We'll have to see how this new attack plays out. Many scientists and health professionals believe that children's lower body mass makes them less tolerant to caffeine. That's a knock on Monster, but it's also something that any coffee pourer will need to keep in mind.
The new lawsuit alleges that Monster promoting an extreme sports lifestyle does make it more appealing to young consumers, but it's not as if we're talking about an animated cigarette-smoking camel here.
The attacks on Monster may never truly end. The beverage giant just needs to make sure that the same thing applies to its growth rate.
Crack open a can of research
The stakes are high for Monster Beverage these days. The stock had been nothing short of a rocket, but recent developments have sent shares spiraling downward. Health scares sparked a number of investigations at the state and federal level into the energy drink's role in several fatalities. With the company's value slashed in half, investors are wondering whether Monster Beverage is a value or a bust in the fast-growing energy drink category. Find out now in our premium research report, which details all you need to know about Monster Beverage. Click here now to claim your copy and start reading today.

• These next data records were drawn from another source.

// PostgreSQL target connection

use super::{scalar_from_rows, Row, TargetConnection};
use crate::composer::sql::Dialect;
use crate::errors::TargetError;
use async_trait::async_trait;
use chrono::Utc;
use serde_json::{json, Value};
use sqlx::postgres::{PgArguments, PgPoolOptions, PgRow};
use sqlx::query::Query;
use sqlx::types::{Decimal, Uuid};
use sqlx::{Column, PgPool, Postgres, Row as _, TypeInfo, ValueRef};
use std::time::Duration;

pub struct PostgresConnection {
    pool: PgPool,
}

impl PostgresConnection {
    #[tracing::instrument(skip(dsn), fields(database_type = "postgresql"))]
    pub async fn connect(dsn: &str, timeout: Duration) -> Result<Self, TargetError> {
        tracing::debug!("Connecting to PostgreSQL database");

        let pool = PgPoolOptions::new()
            .max_connections(1)
            .acquire_timeout(timeout)
            .connect(dsn)
            .await
            .map_err(|e| {
                TargetError::ConnectionFailed(format!("Failed to connect to PostgreSQL: {}", e))
            })?;

        Ok(Self { pool })
    }
}

#[async_trait]
impl TargetConnection for PostgresConnection {
    fn dialect(&self) -> Dialect {
        Dialect::Dollar
    }

    #[tracing::instrument(skip(self, sql, args), fields(args = args.len()))]
    async fn fetch_rows(&mut self, sql: &str, args: &[Value]) -> Result<Vec<Row>, TargetError> {
        let query = args
            .iter()
            .fold(sqlx::query(sql), |query, arg| bind_json(query, arg));

        let rows = query.fetch_all(&self.pool).await.map_err(|e| {
            TargetError::QueryFailed(format!("PostgreSQL query failed: {}", e))
        })?;

        let result: Vec<Row> = rows.iter().map(row_to_json).collect();
        tracing::debug!(rows = result.len(), "PostgreSQL query returned rows");
        Ok(result)
    }

    async fn fetch_scalar(&mut self, sql: &str, args: &[Value]) -> Result<i64, TargetError> {
        let rows = self.fetch_rows(sql, args).await?;
        scalar_from_rows(&rows)
    }

    async fn close(self: Box<Self>) -> Result<(), TargetError> {
        self.pool.close().await;
        Ok(())
    }
}

fn bind_json<'q>(
    query: Query<'q, Postgres, PgArguments>,
    value: &Value,
) -> Query<'q, Postgres, PgArguments> {
    match value {
        Value::Null => query.bind(Option::<String>::None),
        Value::Bool(b) => query.bind(*b),
        Value::Number(n) => match n.as_i64() {
            Some(i) => query.bind(i),
            None => query.bind(n.as_f64().unwrap_or_default()),
        },
        Value::String(s) => query.bind(s.clone()),
        other => query.bind(sqlx::types::Json(other.clone())),
    }
}

fn row_to_json(row: &PgRow) -> Row {
    let mut row_map = Row::new();

    for (i, column) in row.columns().iter().enumerate() {
        let value = match column_value(row, i) {
            Some(value) => value,
            None => {
                tracing::warn!(
                    column = column.name(),
                    column_type = column.type_info().name(),
                    "Unsupported PostgreSQL column type, returning null"
                );
                Value::Null
            }
        };

        row_map.insert(column.name().to_string(), value);
    }

    row_map
}

/// Decode one column, `None` when no known Rust type matches it
fn column_value(row: &PgRow, i: usize) -> Option<Value> {
    match row.try_get_raw(i) {
        Ok(raw) if raw.is_null() => return Some(Value::Null),
        Ok(_) => {}
        Err(_) => return None,
    }

    let value = if let Ok(v) = row.try_get::<String, _>(i) {
        json!(v)
    } else if let Ok(v) = row.try_get::<i16, _>(i) {
        json!(v)
    } else if let Ok(v) = row.try_get::<i32, _>(i) {
        json!(v)
    } else if let Ok(v) = row.try_get::<i64, _>(i) {
        json!(v)
    } else if let Ok(v) = row.try_get::<f32, _>(i) {
        json!(v)
    } else if let Ok(v) = row.try_get::<f64, _>(i) {
        json!(v)
    } else if let Ok(v) = row.try_get::<Decimal, _>(i) {
        // Kept as text so no precision is lost
        json!(v.to_string())
    } else if let Ok(v) = row.try_get::<bool, _>(i) {
        json!(v)
    } else if let Ok(v) = row.try_get::<Uuid, _>(i) {
        json!(v.to_string())
    } else if let Ok(v) = row.try_get::<chrono::NaiveDateTime, _>(i) {
        json!(v.to_string())
    } else if let Ok(v) = row.try_get::<chrono::DateTime<Utc>, _>(i) {
        json!(v.to_rfc3339())
    } else if let Ok(v) = row.try_get::<chrono::NaiveDate, _>(i) {
        json!(v.to_string())
    } else if let Ok(v) = row.try_get::<chrono::NaiveTime, _>(i) {
        json!(v.to_string())
    } else if let Ok(v) = row.try_get::<Value, _>(i) {
        v
    } else if let Ok(v) = row.try_get::<Vec<u8>, _>(i) {
        json!(String::from_utf8_lossy(&v))
    } else if let Ok(v) = row.try_get::<Vec<Option<String>>, _>(i) {
        json!(v)
    } else if let Ok(v) = row.try_get::<Vec<Option<i16>>, _>(i) {
        json!(v)
    } else if let Ok(v) = row.try_get::<Vec<Option<i32>>, _>(i) {
        json!(v)
    } else if let Ok(v) = row.try_get::<Vec<Option<i64>>, _>(i) {
        json!(v)
    } else if let Ok(v) = row.try_get::<Vec<Option<f64>>, _>(i) {
        json!(v)
    } else if let Ok(v) = row.try_get::<Vec<Option<bool>>, _>(i) {
        json!(v)
    } else if let Ok(v) = row.try_get::<Vec<Option<Decimal>>, _>(i) {
        json!(v
            .iter()
            .map(|d| d.map(|d| d.to_string()))
            .collect::<Vec<_>>())
    } else if let Ok(v) = row.try_get::<Vec<Option<Uuid>>, _>(i) {
        json!(v
            .iter()
            .map(|u| u.map(|u| u.to_string()))
            .collect::<Vec<_>>())
    } else {
        return None;
    };

    Some(value)
}
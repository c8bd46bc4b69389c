use anyhow::Result;
use std::net::SocketAddr;
use std::sync::Arc;

mod handlers;
mod routes;
mod state;

use common::config::Settings;
use common::db::{DbPool, PgTemplateStore};
use common::dictionary::AttributeDictionary;
use common::orchestrator::Orchestrator;
use common::target::DefaultConnector;
use common::telemetry;
use common::token::TokenRegistry;
use state::AppState;

#[tokio::main]
async fn main() -> Result<()> {
    let config = Settings::load()?;
    config
        .validate()
        .map_err(|e| anyhow::anyhow!("Invalid configuration: {}", e))?;

    telemetry::init_logging(
        &config.observability.log_level,
        config.observability.tracing_endpoint.as_deref(),
    )?;

    tracing::info!(
        host = %config.server.host,
        port = %config.server.port,
        "Configuration loaded"
    );

    let db_pool = DbPool::new(&config.database).await?;
    db_pool.run_migrations().await?;
    tracing::info!("Database connection pool established");

    let metrics_handle = if config.observability.metrics_enabled {
        Some(telemetry::init_metrics()?)
    } else {
        None
    };

    // Token registry is complete before the first request is served
    let registry = TokenRegistry::with_standard_tokens(&config.composer.attributes);
    tracing::info!(registry = ?registry, "Token registry initialized");

    let orchestrator = Orchestrator::new(
        Arc::new(PgTemplateStore::new(db_pool.clone())),
        Arc::new(DefaultConnector::new(config.composer.connect_timeout_seconds)),
        Arc::new(registry),
        Arc::new(AttributeDictionary::new()),
        config.composer.attributes.dictionary_query.clone(),
    );

    let addr = SocketAddr::from((
        config.server.host.parse::<std::net::IpAddr>()?,
        config.server.port,
    ));

    let state = AppState::new(orchestrator, db_pool.clone(), config, metrics_handle);
    let app = routes::create_router(state);

    tracing::info!(addr = %addr, "Starting HTTP server");

    let listener = tokio::net::TcpListener::bind(addr).await?;
    axum::serve(listener, app)
        .with_graceful_shutdown(shutdown_signal())
        .await?;

    db_pool.close().await;
    telemetry::shutdown_tracer();

    tracing::info!("API server stopped");
    Ok(())
}

/// Graceful shutdown signal handler
async fn shutdown_signal() {
    let ctrl_c = async {
        tokio::signal::ctrl_c()
            .await
            .expect("Failed to install Ctrl+C handler");
    };

    #[cfg(unix)]
    let terminate = async {
        tokio::signal::unix::signal(tokio::signal::unix::SignalKind::terminate())
            .expect("Failed to install SIGTERM handler")
            .recv()
            .await;
    };

    #[cfg(not(unix))]
    let terminate = std::future::pending::<()>();

    tokio::select! {
        _ = ctrl_c => {
            tracing::info!("Received Ctrl+C signal");
        },
        _ = terminate => {
            tracing::info!("Received SIGTERM signal");
        },
    }

    tracing::info!("Initiating graceful shutdown");
}
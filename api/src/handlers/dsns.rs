use axum::{
    extract::{Path, Query, State},
    Json,
};

use crate::handlers::{require_non_empty, ErrorResponse, ListParams, ListResponse, SuccessResponse};
use crate::state::AppState;
use common::db::repositories::DsnRepository;
use common::models::{DriverKind, DsnPatch, DsnRecord, NewDsn};

fn validate_driver(driver: &str) -> Result<(), ErrorResponse> {
    driver
        .parse::<DriverKind>()
        .map(|_| ())
        .map_err(|reason| ErrorResponse::new("validation_error", reason))
}

#[tracing::instrument(skip(state))]
pub async fn list_dsns(
    State(state): State<AppState>,
    Query(params): Query<ListParams>,
) -> Result<Json<SuccessResponse<ListResponse<DsnRecord>>>, ErrorResponse> {
    let (limit, offset) = params.normalized();
    let repo = DsnRepository::new(state.db_pool.clone());

    let items = repo.list(limit, offset).await?;
    let total = repo.count().await?;

    Ok(Json(SuccessResponse::new(ListResponse { items, total })))
}

#[tracing::instrument(skip(state))]
pub async fn get_dsn(
    State(state): State<AppState>,
    Path(id): Path<i64>,
) -> Result<Json<SuccessResponse<DsnRecord>>, ErrorResponse> {
    let repo = DsnRepository::new(state.db_pool.clone());
    let dsn = repo
        .find_by_id(id)
        .await?
        .ok_or_else(|| ErrorResponse::not_found("DSN", id))?;

    Ok(Json(SuccessResponse::new(dsn)))
}

#[tracing::instrument(skip(state, req))]
pub async fn create_dsn(
    State(state): State<AppState>,
    Json(req): Json<NewDsn>,
) -> Result<Json<SuccessResponse<DsnRecord>>, ErrorResponse> {
    require_non_empty("name", &req.name)?;
    require_non_empty("dsn", &req.dsn)?;
    validate_driver(&req.driver)?;

    let repo = DsnRepository::new(state.db_pool.clone());
    let dsn = repo.create(&req).await?;

    tracing::info!(dsn_id = dsn.id, name = %dsn.name, "DSN created via API");
    Ok(Json(SuccessResponse::new(dsn)))
}

#[tracing::instrument(skip(state, req))]
pub async fn update_dsn(
    State(state): State<AppState>,
    Path(id): Path<i64>,
    Json(req): Json<DsnPatch>,
) -> Result<Json<SuccessResponse<DsnRecord>>, ErrorResponse> {
    if let Some(name) = &req.name {
        require_non_empty("name", name)?;
    }
    if let Some(dsn) = &req.dsn {
        require_non_empty("dsn", dsn)?;
    }
    if let Some(driver) = &req.driver {
        validate_driver(driver)?;
    }

    let repo = DsnRepository::new(state.db_pool.clone());
    let dsn = repo
        .update(id, &req)
        .await?
        .ok_or_else(|| ErrorResponse::not_found("DSN", id))?;

    Ok(Json(SuccessResponse::new(dsn)))
}

#[tracing::instrument(skip(state))]
pub async fn delete_dsn(
    State(state): State<AppState>,
    Path(id): Path<i64>,
) -> Result<Json<SuccessResponse<i64>>, ErrorResponse> {
    let repo = DsnRepository::new(state.db_pool.clone());
    if !repo.delete(id).await? {
        return Err(ErrorResponse::not_found("DSN", id));
    }

    Ok(Json(SuccessResponse::new(id)))
}
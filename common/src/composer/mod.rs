// Query composer
//
// Renders one subject of a template into a parameterized statement plus its
// positional arguments. The filter/sort/paging context is passed to every
// render explicitly, so rendering several subjects never compounds filters.

mod filter;
pub mod sql;

use crate::dictionary::DictionarySnapshot;
use crate::errors::ComposeError;
use crate::models::{ExecuteRequest, Filter, SortSpec};
use crate::template::Template;
use crate::token::{parse_params, TokenContext, TokenRegistry};
use regex::Regex;
use serde_json::Value;
use sql::Dialect;
use std::collections::BTreeSet;
use std::ops::Range;
use std::sync::OnceLock;

/// Placeholder rendering `WHERE <predicates>`
pub const WHERE_PLACEHOLDER: &str = "where";
/// Placeholder rendering `AND <predicates>`, for skeletons that already filter
pub const AND_WHERE_PLACEHOLDER: &str = "and_where";
pub const ORDER_BY_PLACEHOLDER: &str = "order_by";
pub const LIMIT_PLACEHOLDER: &str = "limit";

/// Pipeline every request enables; a no-op until a hook is installed
pub const FULLTEXT_PIPELINE: &str = "fulltext";

fn placeholder_pattern() -> &'static Regex {
    static PATTERN: OnceLock<Regex> = OnceLock::new();
    PATTERN.get_or_init(|| {
        Regex::new(r"\{\{\s*([A-Za-z_][A-Za-z0-9_]*)\s*(?:\(([^(){}]*)\))?\s*\}\}")
            .expect("Invalid regex pattern")
    })
}

fn is_reserved(name: &str) -> bool {
    matches!(
        name,
        WHERE_PLACEHOLDER | AND_WHERE_PLACEHOLDER | ORDER_BY_PLACEHOLDER | LIMIT_PLACEHOLDER
    )
}

/// How the filters of one group are joined
#[derive(Debug, Clone, Copy, PartialEq, Eq)]
pub enum Combinator {
    And,
    Or,
}

#[derive(Debug, Clone, PartialEq)]
pub struct FilterGroup {
    pub combinator: Combinator,
    pub filters: Vec<Filter>,
}

/// Offset/limit pagination
#[derive(Debug, Clone, Copy, PartialEq, Eq)]
pub struct Limit {
    pub offset: u64,
    pub limit: u64,
}

impl Limit {
    /// Pagination for a 1-based page. A non-positive page limit means no
    /// pagination; a non-positive page index is treated as page 1.
    pub fn from_page(page_index: i64, page_limit: i64) -> Option<Self> {
        if page_limit <= 0 {
            return None;
        }
        let limit = page_limit as u64;
        let page = page_index.max(1) as u64;
        Some(Self {
            offset: (page - 1).saturating_mul(limit),
            limit,
        })
    }
}

/// Filters, ordering and pagination shared by every subject of a request
#[derive(Debug, Clone, Default, PartialEq)]
pub struct QueryContext {
    groups: Vec<FilterGroup>,
    sorts: Vec<SortSpec>,
    limit: Option<Limit>,
}

impl QueryContext {
    pub fn new() -> Self {
        Self::default()
    }

    /// Caller filters AND-combined, ordering, and page-derived pagination
    pub fn from_request(request: &ExecuteRequest) -> Self {
        let mut context = Self::new();
        context
            .add_filters(request.filters.clone(), Combinator::And)
            .set_order_by(request.sorts.clone());
        if let Some(limit) = Limit::from_page(request.page_index, request.page_limit) {
            context.set_limit(limit.offset, limit.limit);
        }
        context
    }

    /// Append a filter group; groups are joined with AND
    pub fn add_filters(&mut self, filters: Vec<Filter>, combinator: Combinator) -> &mut Self {
        if !filters.is_empty() {
            self.groups.push(FilterGroup {
                combinator,
                filters,
            });
        }
        self
    }

    /// Replace any previously set pagination
    pub fn set_limit(&mut self, offset: u64, limit: u64) -> &mut Self {
        self.limit = Some(Limit { offset, limit });
        self
    }

    /// Replace the ordering; an empty sequence means no ordering
    pub fn set_order_by(&mut self, sorts: Vec<SortSpec>) -> &mut Self {
        self.sorts = sorts;
        self
    }

    pub fn filter_groups(&self) -> &[FilterGroup] {
        &self.groups
    }

    pub fn sorts(&self) -> &[SortSpec] {
        &self.sorts
    }

    pub fn limit(&self) -> Option<Limit> {
        self.limit
    }
}

/// A rendered statement and its positional arguments
#[derive(Debug, Clone, PartialEq)]
pub struct RenderedStatement {
    pub sql: String,
    pub args: Vec<Value>,
}

/// Renders the subjects of one template for one target connection
pub struct Composer<'a> {
    template: &'a Template,
    registry: &'a TokenRegistry,
    dialect: Dialect,
    dictionary: Option<DictionarySnapshot>,
    pipelines: Vec<String>,
}

impl<'a> Composer<'a> {
    pub fn new(template: &'a Template, registry: &'a TokenRegistry, dialect: Dialect) -> Self {
        let mut composer = Self {
            template,
            registry,
            dialect,
            dictionary: None,
            pipelines: Vec::new(),
        };
        for name in &template.pipelines {
            composer.enable_pipeline(name.as_str());
        }
        composer
    }

    /// Enable a named pipeline extension point
    pub fn enable_pipeline(&mut self, name: impl Into<String>) -> &mut Self {
        let name = name.into();
        if !self.pipelines.contains(&name) {
            self.pipelines.push(name);
        }
        self
    }

    pub fn set_dictionary(&mut self, dictionary: DictionarySnapshot) -> &mut Self {
        self.dictionary = Some(dictionary);
        self
    }

    /// Names of every token the template's subjects invoke
    pub fn referenced_tokens(&self) -> BTreeSet<String> {
        let mut names = BTreeSet::new();
        for sql in self.template.composition.subject.values() {
            let spans = sql::code_spans(sql, self.dialect);
            for caps in placeholder_pattern().captures_iter(sql) {
                if caps.get(0).map_or(true, |m| !sql::in_code(&spans, m.start())) {
                    continue;
                }
                let name = &caps[1];
                if caps.get(2).is_some() || !is_reserved(name) {
                    names.insert(name.to_string());
                }
            }
        }
        names
    }

    /// True when any referenced token reads the attribute dictionary
    pub fn needs_dictionary(&self) -> bool {
        self.referenced_tokens()
            .iter()
            .any(|name| self.registry.uses_dictionary(name))
    }

    /// Render one subject under the given context
    #[tracing::instrument(skip(self, context), fields(dialect = ?self.dialect))]
    pub fn render(
        &self,
        subject: &str,
        context: &QueryContext,
    ) -> Result<RenderedStatement, ComposeError> {
        let skeleton = self
            .template
            .subject(subject)
            .ok_or_else(|| ComposeError::UnknownSubject(subject.to_string()))?;

        let spans = sql::code_spans(skeleton, self.dialect);
        let mut sql = String::with_capacity(skeleton.len());
        let mut args = Vec::new();
        let mut last = 0;

        for caps in placeholder_pattern().captures_iter(skeleton) {
            let Some(whole) = caps.get(0) else {
                continue;
            };
            // Inside a string literal or comment the text is kept verbatim
            if !sql::in_code(&spans, whole.start()) {
                continue;
            }
            check_literal(skeleton, last..whole.start(), &spans)?;
            sql.push_str(&skeleton[last..whole.start()]);
            last = whole.end();

            let name = &caps[1];
            match caps.get(2) {
                None if is_reserved(name) => {
                    sql.push_str(&self.render_placeholder(name, context, &mut args)?);
                }
                Some(_) if is_reserved(name) => {
                    return Err(ComposeError::MalformedPlaceholder(whole.as_str().to_string()));
                }
                params => {
                    let params = parse_params(params.map(|p| p.as_str()).unwrap_or(""))
                        .map_err(|_| ComposeError::MalformedPlaceholder(whole.as_str().to_string()))?;
                    let token_context = TokenContext {
                        dictionary: self.dictionary.as_deref(),
                    };
                    sql.push_str(&self.registry.resolve(name, &params, &token_context)?);
                }
            }
        }
        check_literal(skeleton, last..skeleton.len(), &spans)?;
        sql.push_str(&skeleton[last..]);

        let mut statement = RenderedStatement {
            sql: sql.trim().to_string(),
            args,
        };

        for name in &self.pipelines {
            if let Some(hook) = self.registry.pipeline(name) {
                statement = hook(statement).map_err(|reason| ComposeError::PipelineFailed {
                    name: name.clone(),
                    reason,
                })?;
            }
        }

        self.rebind(statement)
    }

    fn render_placeholder(
        &self,
        name: &str,
        context: &QueryContext,
        args: &mut Vec<Value>,
    ) -> Result<String, ComposeError> {
        let text = match name {
            WHERE_PLACEHOLDER | AND_WHERE_PLACEHOLDER => {
                match filter::render_predicates(self.template, context.filter_groups(), args)? {
                    Some(predicate) if name == WHERE_PLACEHOLDER => format!("WHERE {}", predicate),
                    Some(predicate) => format!("AND {}", predicate),
                    None => String::new(),
                }
            }
            ORDER_BY_PLACEHOLDER => filter::render_order_by(self.template, context.sorts())?,
            LIMIT_PLACEHOLDER => match context.limit() {
                Some(limit) => {
                    args.push(Value::from(limit.limit));
                    args.push(Value::from(limit.offset));
                    "LIMIT ? OFFSET ?".to_string()
                }
                None => String::new(),
            },
            other => return Err(ComposeError::MalformedPlaceholder(other.to_string())),
        };
        Ok(text)
    }

    /// Adapt generic placeholders to the target convention
    fn rebind(&self, statement: RenderedStatement) -> Result<RenderedStatement, ComposeError> {
        let (sql, placeholders) = sql::rebind(&statement.sql, self.dialect);
        if placeholders != statement.args.len() {
            return Err(ComposeError::PlaceholderMismatch {
                placeholders,
                arguments: statement.args.len(),
            });
        }
        Ok(RenderedStatement {
            sql,
            args: statement.args,
        })
    }
}

/// Literal template text must not contain stray placeholder braces outside
/// string literals and comments
fn check_literal(
    skeleton: &str,
    range: Range<usize>,
    spans: &[Range<usize>],
) -> Result<(), ComposeError> {
    for marker in ["{{", "}}"] {
        for (offset, _) in skeleton[range.clone()].match_indices(marker) {
            let pos = range.start + offset;
            if sql::in_code(spans, pos) {
                let snippet: String = skeleton[pos..].chars().take(32).collect();
                return Err(ComposeError::MalformedPlaceholder(snippet));
            }
        }
    }
    Ok(())
}
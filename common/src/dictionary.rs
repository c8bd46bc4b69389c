// Attribute dictionary cache
//
// Maps attribute codes to attribute ids. Loaded lazily, at most once per
// process, from the target database of the first request that needs it.

use crate::errors::TargetError;
use crate::target::{Row, TargetConnection};
use crate::telemetry;
use async_trait::async_trait;
use serde_json::Value;
use std::collections::HashMap;
use std::sync::{Arc, RwLock};
use tokio::sync::Mutex;

/// Immutable view of the dictionary handed to token replacers
pub type DictionarySnapshot = Arc<HashMap<String, String>>;

/// Anything able to produce `(code, id)` dictionary entries
#[async_trait]
pub trait DictionarySource: Send {
    async fn load_entries(&mut self) -> Result<Vec<(String, String)>, TargetError>;
}

/// Reads dictionary entries through an open target connection
pub struct ConnectionDictionarySource<'a> {
    conn: &'a mut dyn TargetConnection,
    query: &'a str,
}

impl<'a> ConnectionDictionarySource<'a> {
    pub fn new(conn: &'a mut dyn TargetConnection, query: &'a str) -> Self {
        Self { conn, query }
    }
}

#[async_trait]
impl<'a> DictionarySource for ConnectionDictionarySource<'a> {
    async fn load_entries(&mut self) -> Result<Vec<(String, String)>, TargetError> {
        let rows = self.conn.fetch_rows(self.query, &[]).await?;
        Ok(rows.iter().filter_map(entry_from_row).collect())
    }
}

/// `code`/`sid` columns when present, otherwise the first two columns
fn entry_from_row(row: &Row) -> Option<(String, String)> {
    let named = row.get("code").zip(row.get("sid"));
    let (code, id) = match named {
        Some(pair) => pair,
        None => {
            let mut values = row.values();
            (values.next()?, values.next()?)
        }
    };
    Some((text_of(code)?, text_of(id)?))
}

fn text_of(value: &Value) -> Option<String> {
    match value {
        Value::String(s) => Some(s.clone()),
        Value::Number(n) => Some(n.to_string()),
        _ => None,
    }
}

/// Process-wide, load-once attribute dictionary
#[derive(Debug, Default)]
pub struct AttributeDictionary {
    current: RwLock<Option<DictionarySnapshot>>,
    load_gate: Mutex<()>,
}

impl AttributeDictionary {
    pub fn new() -> Self {
        Self::default()
    }

    /// Dictionary pre-populated with known entries
    pub fn preloaded(entries: HashMap<String, String>) -> Self {
        Self {
            current: RwLock::new(Some(Arc::new(entries))),
            load_gate: Mutex::new(()),
        }
    }

    /// The loaded dictionary, if a load has happened
    pub fn snapshot(&self) -> Option<DictionarySnapshot> {
        self.current
            .read()
            .unwrap_or_else(|poisoned| poisoned.into_inner())
            .clone()
    }

    fn store(&self, entries: HashMap<String, String>) -> DictionarySnapshot {
        let snapshot = Arc::new(entries);
        *self
            .current
            .write()
            .unwrap_or_else(|poisoned| poisoned.into_inner()) = Some(Arc::clone(&snapshot));
        snapshot
    }

    /// Load the dictionary unless a previous call already did.
    ///
    /// Concurrent callers wait for the single in-flight load. A failed load
    /// is logged and leaves an empty dictionary in place, so attribute
    /// lookups fail individually instead of failing every request.
    #[tracing::instrument(skip(self, source))]
    pub async fn ensure_loaded(&self, source: &mut dyn DictionarySource) -> DictionarySnapshot {
        if let Some(snapshot) = self.snapshot() {
            return snapshot;
        }

        let _gate = self.load_gate.lock().await;
        if let Some(snapshot) = self.snapshot() {
            return snapshot;
        }

        let entries = match source.load_entries().await {
            Ok(entries) => {
                tracing::info!(entries = entries.len(), "Attribute dictionary loaded");
                telemetry::record_dictionary_load(true);
                entries.into_iter().collect()
            }
            Err(e) => {
                tracing::error!(error = %e, "Failed to load attribute dictionary");
                telemetry::record_dictionary_load(false);
                HashMap::new()
            }
        };

        self.store(entries)
    }

    /// Reload unconditionally; the previous dictionary survives a failed load
    #[tracing::instrument(skip(self, source))]
    pub async fn refresh(&self, source: &mut dyn DictionarySource) -> Result<usize, TargetError> {
        let _gate = self.load_gate.lock().await;
        let entries: HashMap<String, String> = source.load_entries().await?.into_iter().collect();
        let count = entries.len();
        self.store(entries);
        tracing::info!(entries = count, "Attribute dictionary refreshed");
        Ok(count)
    }
}

#[cfg(test)]
mod tests {
    use super::*;
    use serde_json::json;
    use std::sync::atomic::{AtomicUsize, Ordering};
    use std::time::Duration;

    struct CountingSource {
        calls: Arc<AtomicUsize>,
        fail: bool,
    }

    #[async_trait]
    impl DictionarySource for CountingSource {
        async fn load_entries(&mut self) -> Result<Vec<(String, String)>, TargetError> {
            self.calls.fetch_add(1, Ordering::SeqCst);
            tokio::time::sleep(Duration::from_millis(20)).await;
            if self.fail {
                return Err(TargetError::QueryFailed("table missing".to_string()));
            }
            Ok(vec![("color".to_string(), "sid-1".to_string())])
        }
    }

    fn counting_source(calls: &Arc<AtomicUsize>, fail: bool) -> CountingSource {
        CountingSource {
            calls: Arc::clone(calls),
            fail,
        }
    }

    #[tokio::test]
    async fn test_concurrent_callers_load_once() {
        let dictionary = Arc::new(AttributeDictionary::new());
        let calls = Arc::new(AtomicUsize::new(0));

        let mut handles = Vec::new();
        for _ in 0..8 {
            let dictionary = Arc::clone(&dictionary);
            let mut source = counting_source(&calls, false);
            handles.push(tokio::spawn(async move {
                dictionary.ensure_loaded(&mut source).await
            }));
        }

        for handle in handles {
            let snapshot = handle.await.unwrap();
            assert_eq!(snapshot.get("color").map(String::as_str), Some("sid-1"));
        }
        assert_eq!(calls.load(Ordering::SeqCst), 1);
    }

    #[tokio::test]
    async fn test_failed_load_is_empty_and_final() {
        let dictionary = AttributeDictionary::new();
        let calls = Arc::new(AtomicUsize::new(0));

        let snapshot = dictionary.ensure_loaded(&mut counting_source(&calls, true)).await;
        assert!(snapshot.is_empty());

        let again = dictionary.ensure_loaded(&mut counting_source(&calls, false)).await;
        assert!(again.is_empty());
        assert_eq!(calls.load(Ordering::SeqCst), 1);
    }

    #[tokio::test]
    async fn test_refresh_keeps_previous_on_failure() {
        let dictionary =
            AttributeDictionary::preloaded(HashMap::from([("size".to_string(), "sid-7".to_string())]));
        let calls = Arc::new(AtomicUsize::new(0));

        assert!(dictionary.refresh(&mut counting_source(&calls, true)).await.is_err());
        assert!(dictionary.snapshot().unwrap().contains_key("size"));

        assert_eq!(dictionary.refresh(&mut counting_source(&calls, false)).await.unwrap(), 1);
        assert!(dictionary.snapshot().unwrap().contains_key("color"));
    }

    #[test]
    fn test_entry_from_row() {
        let named: Row = serde_json::from_value(json!({"sid": "s1", "code": "color", "x": 1})).unwrap();
        assert_eq!(
            entry_from_row(&named),
            Some(("color".to_string(), "s1".to_string()))
        );

        let positional: Row = serde_json::from_value(json!({"c": "weight", "id": 42})).unwrap();
        assert_eq!(
            entry_from_row(&positional),
            Some(("weight".to_string(), "42".to_string()))
        );

        let short: Row = serde_json::from_value(json!({"c": "weight"})).unwrap();
        assert_eq!(entry_from_row(&short), None);
    }
}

The article Is There a Monster Beverage Under Your Child's Bed? originally appeared on Fool.com.
Longtime Fool contributor Rick Munarriz has no position in any stocks mentioned. The Motley Fool recommends and owns shares of McDonald's, Monster Beverage, and Starbucks. Try any of our Foolish newsletter services free for 30 days. We Fools may not all hold the same opinions, but we all believe that considering a diverse range of insights makes us better investors. The Motley Fool has a disclosure policy.
Copyright © 1995 - 2013 The Motley Fool, LLC. All rights reserved. The Motley Fool has a disclosure policy.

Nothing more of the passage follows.